Art und Umfang der Komplikationen der Schwangerschaft bei Hepatitis B sind die gleichen wie bei anderen Hepatitis. Der gefährlichste intrauterine fötale Tod (auf dem Höhepunkt der Intoxikation und Gelbsucht bei der Mutter), Totgeburten, Fehlgeburten und Frühgeburten, die zu einer kritischen Verschlechterung des Patienten führen können, der eine schwere Form der Hepatitis B erleidet. Bei chronischer Hepatitis B wird eine Fehlgeburt selten beobachtet. Bei der Geburt in der Mitte der Krankheit besteht eine hohe Wahrscheinlichkeit massiver Blutungen, wie in der Zeit nach der Geburt. Im Falle einer vertikalen Übertragung von HBV von der Mutter auf den Fötus entwickeln 80% der Neugeborenen eine chronische Hepatitis B.

DIAGNOSTISCHE HEPATITIS B WÄHREND DER SCHWANGERSCHAFT

Anamnese

Die Erkennung von Hepatitis B wird durch eine ordnungsgemäß und sorgfältig gesammelte epidemiologische Vorgeschichte erleichtert, wodurch der Patient, einschließlich der schwangeren Frau, in die Hochrisikogruppe für Hepatitis B (siehe oben) aufgenommen werden kann.
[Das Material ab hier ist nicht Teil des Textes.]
//! Bitstream downloader: copies the primary binary into storage, runs text
//! extraction and enqueues the indexing job.

use std::sync::Arc;

use async_trait::async_trait;
use tracing::{debug, error, info, instrument, warn};
use uuid::Uuid;

use crate::concurrency::for_each_bounded;
use crate::consumer::MessageHandler;
use crate::errors::PipelineError;
use catalog_indexer_repository::interfaces::{
    get_json, MessagePublisher, ObjectStore, SourceRepository, TextExtractor,
};
use catalog_indexer_repository::types::ExtractionRequest;
use catalog_indexer_shared::{
    primary_attachment, BitstreamInput, IndexingJob, SourceItem, StorageLayout,
    DEFAULT_TEXT_BEARING_TYPES,
};

/// Configuration for the bitstream downloader.
#[derive(Debug, Clone)]
pub struct BitstreamConfig {
    /// Items processed at once within one batch. Extraction is rate-limited
    /// downstream, so this stays low.
    pub concurrency: usize,
    /// MIME types whose originals are copied and extracted.
    pub text_bearing_mime_types: Vec<String>,
    /// Topic receiving indexing jobs.
    pub indexing_topic: String,
}

impl Default for BitstreamConfig {
    fn default() -> Self {
        Self {
            concurrency: 1,
            text_bearing_mime_types: DEFAULT_TEXT_BEARING_TYPES
                .iter()
                .map(|t| t.to_string())
                .collect(),
            indexing_topic: "catalog.indexing-jobs".to_string(),
        }
    }
}

/// What happened to one item.
#[derive(Debug, Clone, Copy, PartialEq, Eq)]
pub enum BitstreamOutcome {
    /// Binary copied, text extracted, job references the text.
    Extracted,
    /// No primary binary; job carries only the id.
    NoBinary,
    /// No persisted metadata for the id; nothing to do.
    Skipped,
}

pub struct BitstreamDownloader {
    repository: Arc<dyn SourceRepository>,
    store: Arc<dyn ObjectStore>,
    extractor: Arc<dyn TextExtractor>,
    publisher: Arc<dyn MessagePublisher>,
    layout: StorageLayout,
    config: BitstreamConfig,
}

impl BitstreamDownloader {
    pub fn new(
        repository: Arc<dyn SourceRepository>,
        store: Arc<dyn ObjectStore>,
        extractor: Arc<dyn TextExtractor>,
        publisher: Arc<dyn MessagePublisher>,
        layout: StorageLayout,
        config: BitstreamConfig,
    ) -> Self {
        Self {
            repository,
            store,
            extractor,
            publisher,
            layout,
            config,
        }
    }

    /// Resolve an input message to the ids it refers to. Storage records
    /// outside the metadata bucket, or with keys that are not `{id}.json`,
    /// are skipped.
    pub fn resolve_ids(&self, input: BitstreamInput) -> Vec<Uuid> {
        match input {
            BitstreamInput::Trigger(trigger) => vec![trigger.id],
            BitstreamInput::StorageEvent(records) => records
                .into_iter()
                .filter_map(|record| {
                    if record.bucket != self.layout.metadata_bucket {
                        warn!(bucket = %record.bucket, key = %record.key, "Ignoring object outside metadata bucket");
                        return None;
                    }
                    let id = StorageLayout::id_from_metadata_key(&record.key);
                    if id.is_none() {
                        warn!(key = %record.key, "Cannot resolve id from object key");
                    }
                    id
                })
                .collect(),
        }
    }

    /// Process a batch of ids with bounded concurrency. Every item is
    /// attempted; the batch fails afterwards if any item failed.
    #[instrument(skip(self, ids), fields(count = ids.len()))]
    pub async fn process_batch(&self, ids: Vec<Uuid>) -> Result<(), PipelineError> {
        let total = ids.len();

        let results = for_each_bounded(ids, self.config.concurrency, |id| async move {
            let result = self.process_item(id).await;
            if let Err(ref e) = result {
                error!(id = %id, error = %e, "Bitstream processing failed");
            }
            result
        })
        .await;

        let failed = results.iter().filter(|r| r.is_err()).count();
        if failed == 0 {
            return Ok(());
        }

        // A lone failure keeps its own classification.
        if total == 1 {
            if let Some(Err(e)) = results.into_iter().next() {
                return Err(e);
            }
        }
        Err(PipelineError::PartialFailure { failed, total })
    }

    /// Handle one item end to end.
    #[instrument(skip(self))]
    pub async fn process_item(&self, id: Uuid) -> Result<BitstreamOutcome, PipelineError> {
        let key = StorageLayout::metadata_key(&id);
        let item: SourceItem =
            match get_json(self.store.as_ref(), &self.layout.metadata_bucket, &key).await? {
                Some(item) => item,
                None => {
                    warn!(id = %id, "No persisted metadata, skipping");
                    return Ok(BitstreamOutcome::Skipped);
                }
            };

        let attachment =
            match primary_attachment(&item.attachments, &self.config.text_bearing_mime_types) {
                Some(attachment) => attachment,
                None => {
                    debug!(id = %id, "No primary binary, indexing without text");
                    self.enqueue(&IndexingJob::without_text(id)).await?;
                    return Ok(BitstreamOutcome::NoBinary);
                }
            };

        let binary_key = StorageLayout::binary_key(&id);
        let stream = self.repository.open_attachment(attachment).await?;
        self.store
            .put_stream(&self.layout.binary_bucket, &binary_key, stream)
            .await?;

        let text_key = StorageLayout::text_key(&id);
        let request = ExtractionRequest {
            document_uri: StorageLayout::uri(&self.layout.binary_bucket, &binary_key),
            temp_uri_prefix: StorageLayout::uri(
                &self.layout.text_bucket,
                &StorageLayout::temp_prefix(&id),
            ),
            text_uri: StorageLayout::uri(&self.layout.text_bucket, &text_key),
        };

        match self.extractor.extract(&request).await {
            Ok(output) => debug!(id = %id, text_uri = %output.text_uri, "Text extracted"),
            Err(e) if e.is_structured() => {
                error!(id = %id, error = %e, "Extraction reported a failure");
                return Err(e.into());
            }
            Err(e) => return Err(e.into()),
        }

        self.enqueue(&IndexingJob::with_text(id, &self.layout.text_bucket, text_key))
            .await?;

        info!(id = %id, "Binary extracted and queued for indexing");
        Ok(BitstreamOutcome::Extracted)
    }

    async fn enqueue(&self, job: &IndexingJob) -> Result<(), PipelineError> {
        self.publisher
            .publish(&self.config.indexing_topic, &job.id.to_string(), &job.to_vec())
            .await?;
        Ok(())
    }
}

#[async_trait]
impl MessageHandler for BitstreamDownloader {
    async fn handle(&self, payload: &[u8]) -> Result<(), PipelineError> {
        let input = BitstreamInput::from_slice(payload)?;
        let ids = self.resolve_ids(input);
        self.process_batch(ids).await
    }
}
Von großer Bedeutung ist die anamnestische Methode, mit der die Häufigkeit der Krankheitsentwicklung und die für jede Krankheitsphase charakteristischen Beschwerden bestimmt werden können.

Körperliche Untersuchung

Stellen Sie sicher, dass der Patient an Hepatitis, Gelbsucht, Hepatomegalie, Leberempfindlichkeit während der Palpation, Splenomegalie leidet. Bei der chronischen Hepatitis B beruht die Diagnose auf der Definition von Hepatosplenomegalie, Leberkonsistenz, Zustand der Region, vegetativem Asteno-Syndrom, Gelbsucht, Teleangiektasie, Erythem palmar und in fortgeschrittenem Stadium - portaler Hypertonie, Asbestose, hämorrhagischen Manifestationen.

Laboruntersuchungen

Die Leberdysfunktion wird durch biochemische Methoden bestimmt (gekennzeichnet durch erhöhte ALT-Aktivität, erhöhte Konzentration an konjugiertem Bilirubin, Abnahme des Gesamtproteins und Albumin, Dysproteinämie, Hypocholesterinämie, Störungen des Blutgerinnungssystems).

Der Nachweis der Hepatitis B wird unter Verwendung der Granulozytenschädigungsreaktion, der indirekten Hämagglutination, der Gegen-Immunelektrophorese und jetzt meistens mittels ELISA durchgeführt (Tabelle 48-13).